Il échappe finalement à la prison à vie. Hier, la Cour de cassation pénale a partiellement admis le recours de cet assassin cap-verdien âgé d’une cinquantaine d’années. Grutier de métier, l’homme a vu sa peine réduite à 20?ans de réclusion.
Père et mari violent, il n’avait pas accepté la demande de divorce de son épouse. Le 10 janvier 2008, il guette sa femme à la sortie de son emploi de nettoyeuse. Il la suit en voiture et la percute volontairement au moment où elle traverse sur un passage pour piétons. Un choc si violent que la femme âgée de 48?ans décédera quelques heures plus tard. Avec une froideur extrême, le tueur lancera même les lettres de divorce à la tête de sa femme inerte sur le bitume.

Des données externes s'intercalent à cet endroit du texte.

//! Personal bests from the cached race-history JSON (`{zwid}_all.json`).

use serde_json::Value;

use super::PowerBests;

impl PowerBests {
    /// Best power and max heart rate over every race in `history["data"]`.
    ///
    /// Each metric is stored as `[value, ...]` with the value as a number or a
    /// numeric string; anything unreadable counts as 0. Returns `None` when
    /// there are no races.
    pub fn from_history(zwid: u64, history: &Value) -> Option<Self> {
        let races = history.get("data")?.as_array()?;
        let first = races.first()?;

        let text = |key: &str| first.get(key).and_then(Value::as_str).map(str::to_string);
        let mut best = PowerBests {
            name: text("name").unwrap_or_else(|| format!("Athlete {zwid}")),
            team: text("tname").unwrap_or_default(),
            race_count: races.len(),
            w5: 0,
            w15: 0,
            w60: 0,
            w300: 0,
            w1200: 0,
            hr_max: 0,
        };

        for race in races {
            best.w5 = best.w5.max(metric(race, "w5"));
            best.w15 = best.w15.max(metric(race, "w15"));
            best.w60 = best.w60.max(metric(race, "w60"));
            best.w300 = best.w300.max(metric(race, "w300"));
            best.w1200 = best.w1200.max(metric(race, "w1200"));
            best.hr_max = best.hr_max.max(metric(race, "hrmax"));
        }
        Some(best)
    }
}

/// Integer part of `race[key][0]`, 0 if absent or unparsable.
fn metric(race: &Value, key: &str) -> u32 {
    match race.get(key).and_then(|v| v.get(0)) {
        Some(Value::Number(n)) => n
            .as_f64()
            .filter(|f| f.is_finite() && *f > 0.0)
            .map_or(0, |f| f as u32),
        Some(Value::String(s)) => {
            let digits: String = s.trim().chars().take_while(char::is_ascii_digit).collect();
            digits.parse().unwrap_or(0)
        }
        _ => 0,
    }
}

Condamné en septembre 2009 par le Tribunal de Nyon, l’assassin a recouru en plaidant le crime passionnel. Mais hier, l’assassinat n’a pas été remis en question. L’acte d’une violence pure et l’absence particulière de scrupules en témoignent, a estimé le Tribunal cantonal. Ce dernier a toutefois révoqué la peine initialement infligée. La responsabilité diminuée de l’assassin, admise par l’expertise psychiatrique, n’a pas été suffisamment prise en compte par le tribunal nyonnais. Le Tribunal cantonal a toutefois choisi la peine la plus lourde après la réclusion à vie. La très grande culpabilité du condamné a convaincu les juges à prononcer une peine de 20?ans de réclusion.